**About this task:** Your answer must be every line of the data that contains "ReportClient".

**Material supplied:**
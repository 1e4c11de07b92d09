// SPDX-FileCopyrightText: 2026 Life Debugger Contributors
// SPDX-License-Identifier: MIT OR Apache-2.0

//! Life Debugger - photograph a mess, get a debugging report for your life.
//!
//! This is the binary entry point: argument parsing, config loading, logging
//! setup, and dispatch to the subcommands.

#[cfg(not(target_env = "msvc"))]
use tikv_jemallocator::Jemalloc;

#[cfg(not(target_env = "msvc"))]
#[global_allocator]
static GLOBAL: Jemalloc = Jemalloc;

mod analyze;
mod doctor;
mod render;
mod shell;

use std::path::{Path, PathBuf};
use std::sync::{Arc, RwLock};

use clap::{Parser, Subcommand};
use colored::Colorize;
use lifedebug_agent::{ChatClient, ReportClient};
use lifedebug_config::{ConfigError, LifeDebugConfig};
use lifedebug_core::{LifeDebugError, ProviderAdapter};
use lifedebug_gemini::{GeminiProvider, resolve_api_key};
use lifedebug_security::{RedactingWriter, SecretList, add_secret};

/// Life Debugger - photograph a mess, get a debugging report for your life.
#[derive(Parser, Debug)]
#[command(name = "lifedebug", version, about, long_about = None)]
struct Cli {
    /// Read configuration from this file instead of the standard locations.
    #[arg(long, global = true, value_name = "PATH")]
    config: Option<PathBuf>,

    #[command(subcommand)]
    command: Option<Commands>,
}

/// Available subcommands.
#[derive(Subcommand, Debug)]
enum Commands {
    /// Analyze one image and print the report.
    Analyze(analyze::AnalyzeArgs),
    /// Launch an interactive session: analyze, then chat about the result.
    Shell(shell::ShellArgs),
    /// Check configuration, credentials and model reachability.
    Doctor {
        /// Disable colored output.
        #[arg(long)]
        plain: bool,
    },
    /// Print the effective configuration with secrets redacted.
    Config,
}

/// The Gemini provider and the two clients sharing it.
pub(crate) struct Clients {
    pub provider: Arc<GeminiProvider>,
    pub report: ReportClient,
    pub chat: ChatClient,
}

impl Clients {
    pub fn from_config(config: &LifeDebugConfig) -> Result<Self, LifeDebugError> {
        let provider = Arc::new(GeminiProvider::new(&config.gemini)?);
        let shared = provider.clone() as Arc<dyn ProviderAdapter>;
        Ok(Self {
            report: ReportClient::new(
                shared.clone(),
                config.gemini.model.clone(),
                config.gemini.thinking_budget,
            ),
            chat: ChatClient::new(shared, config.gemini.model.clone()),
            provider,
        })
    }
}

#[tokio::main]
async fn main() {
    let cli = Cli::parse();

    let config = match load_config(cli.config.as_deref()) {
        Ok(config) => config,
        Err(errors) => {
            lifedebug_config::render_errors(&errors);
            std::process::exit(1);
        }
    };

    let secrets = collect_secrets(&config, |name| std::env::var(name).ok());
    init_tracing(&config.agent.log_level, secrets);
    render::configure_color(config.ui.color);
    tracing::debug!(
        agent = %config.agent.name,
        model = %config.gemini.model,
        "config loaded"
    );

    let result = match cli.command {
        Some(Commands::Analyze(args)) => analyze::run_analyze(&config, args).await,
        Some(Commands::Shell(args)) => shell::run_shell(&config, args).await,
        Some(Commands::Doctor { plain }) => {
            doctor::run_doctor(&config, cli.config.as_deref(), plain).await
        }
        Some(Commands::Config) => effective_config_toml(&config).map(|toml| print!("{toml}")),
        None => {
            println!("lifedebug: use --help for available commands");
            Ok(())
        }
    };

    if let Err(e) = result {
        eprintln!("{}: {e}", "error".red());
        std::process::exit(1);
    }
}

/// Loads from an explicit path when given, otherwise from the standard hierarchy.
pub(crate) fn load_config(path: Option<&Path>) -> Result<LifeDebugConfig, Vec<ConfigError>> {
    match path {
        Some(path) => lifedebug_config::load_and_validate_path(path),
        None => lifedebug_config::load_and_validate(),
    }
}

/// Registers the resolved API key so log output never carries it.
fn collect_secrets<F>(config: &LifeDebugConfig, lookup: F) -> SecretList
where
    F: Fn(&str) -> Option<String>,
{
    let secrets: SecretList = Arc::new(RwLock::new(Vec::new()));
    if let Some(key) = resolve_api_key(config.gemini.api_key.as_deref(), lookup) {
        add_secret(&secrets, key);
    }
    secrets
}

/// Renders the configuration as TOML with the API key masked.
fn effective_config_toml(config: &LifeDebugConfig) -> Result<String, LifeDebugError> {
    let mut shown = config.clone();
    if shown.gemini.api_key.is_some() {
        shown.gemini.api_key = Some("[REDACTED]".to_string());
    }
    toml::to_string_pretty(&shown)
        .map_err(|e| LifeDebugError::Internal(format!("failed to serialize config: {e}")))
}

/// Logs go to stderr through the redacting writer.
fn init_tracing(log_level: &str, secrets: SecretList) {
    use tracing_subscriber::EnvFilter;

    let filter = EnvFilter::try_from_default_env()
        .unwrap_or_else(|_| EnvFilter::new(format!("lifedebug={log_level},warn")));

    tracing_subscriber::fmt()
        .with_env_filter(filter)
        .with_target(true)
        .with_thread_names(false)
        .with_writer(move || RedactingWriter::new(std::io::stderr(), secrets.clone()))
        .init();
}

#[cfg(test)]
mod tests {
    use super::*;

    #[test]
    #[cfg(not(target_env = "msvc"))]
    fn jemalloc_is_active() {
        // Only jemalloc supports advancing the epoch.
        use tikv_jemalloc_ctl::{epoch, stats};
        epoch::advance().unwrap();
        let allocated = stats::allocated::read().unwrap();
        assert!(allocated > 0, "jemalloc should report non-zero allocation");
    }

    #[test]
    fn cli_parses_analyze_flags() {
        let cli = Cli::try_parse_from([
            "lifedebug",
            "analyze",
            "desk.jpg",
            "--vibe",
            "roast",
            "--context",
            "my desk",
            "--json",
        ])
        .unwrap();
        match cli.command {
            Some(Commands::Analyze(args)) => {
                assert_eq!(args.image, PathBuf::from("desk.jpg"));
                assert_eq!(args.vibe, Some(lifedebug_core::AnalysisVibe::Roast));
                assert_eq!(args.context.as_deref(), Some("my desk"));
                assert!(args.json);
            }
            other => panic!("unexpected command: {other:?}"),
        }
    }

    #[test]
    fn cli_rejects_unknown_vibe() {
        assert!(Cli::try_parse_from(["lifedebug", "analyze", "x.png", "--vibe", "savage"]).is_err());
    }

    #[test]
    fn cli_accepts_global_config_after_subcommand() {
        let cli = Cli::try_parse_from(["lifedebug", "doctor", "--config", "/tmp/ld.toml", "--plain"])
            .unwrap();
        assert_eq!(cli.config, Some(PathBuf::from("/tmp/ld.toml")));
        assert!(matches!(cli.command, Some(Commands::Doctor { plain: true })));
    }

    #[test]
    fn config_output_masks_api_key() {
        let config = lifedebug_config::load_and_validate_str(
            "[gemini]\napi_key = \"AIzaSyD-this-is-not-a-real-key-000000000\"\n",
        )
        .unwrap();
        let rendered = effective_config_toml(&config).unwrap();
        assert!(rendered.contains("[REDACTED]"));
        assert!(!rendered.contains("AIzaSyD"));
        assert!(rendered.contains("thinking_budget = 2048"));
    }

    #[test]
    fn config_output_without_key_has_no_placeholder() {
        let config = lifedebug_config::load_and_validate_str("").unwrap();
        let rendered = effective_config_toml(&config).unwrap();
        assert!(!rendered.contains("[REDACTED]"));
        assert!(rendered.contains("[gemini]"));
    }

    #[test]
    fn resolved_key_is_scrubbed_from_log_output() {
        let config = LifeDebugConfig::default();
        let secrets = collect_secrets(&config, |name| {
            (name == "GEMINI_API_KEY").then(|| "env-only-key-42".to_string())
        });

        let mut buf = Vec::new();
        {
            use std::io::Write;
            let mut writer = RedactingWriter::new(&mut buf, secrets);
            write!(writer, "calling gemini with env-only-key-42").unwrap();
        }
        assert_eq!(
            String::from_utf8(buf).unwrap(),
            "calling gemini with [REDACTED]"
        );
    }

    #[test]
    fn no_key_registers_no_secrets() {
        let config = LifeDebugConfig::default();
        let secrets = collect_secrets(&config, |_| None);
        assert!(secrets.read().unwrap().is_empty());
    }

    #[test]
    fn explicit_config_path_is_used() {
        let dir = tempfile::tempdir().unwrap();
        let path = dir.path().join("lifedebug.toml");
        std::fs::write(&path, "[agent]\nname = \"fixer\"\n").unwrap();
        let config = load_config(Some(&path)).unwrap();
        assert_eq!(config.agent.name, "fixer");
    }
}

**Answer to the exercise:**
use lifedebug_agent::{ChatClient, ReportClient};
    pub report: ReportClient,
            report: ReportClient::new(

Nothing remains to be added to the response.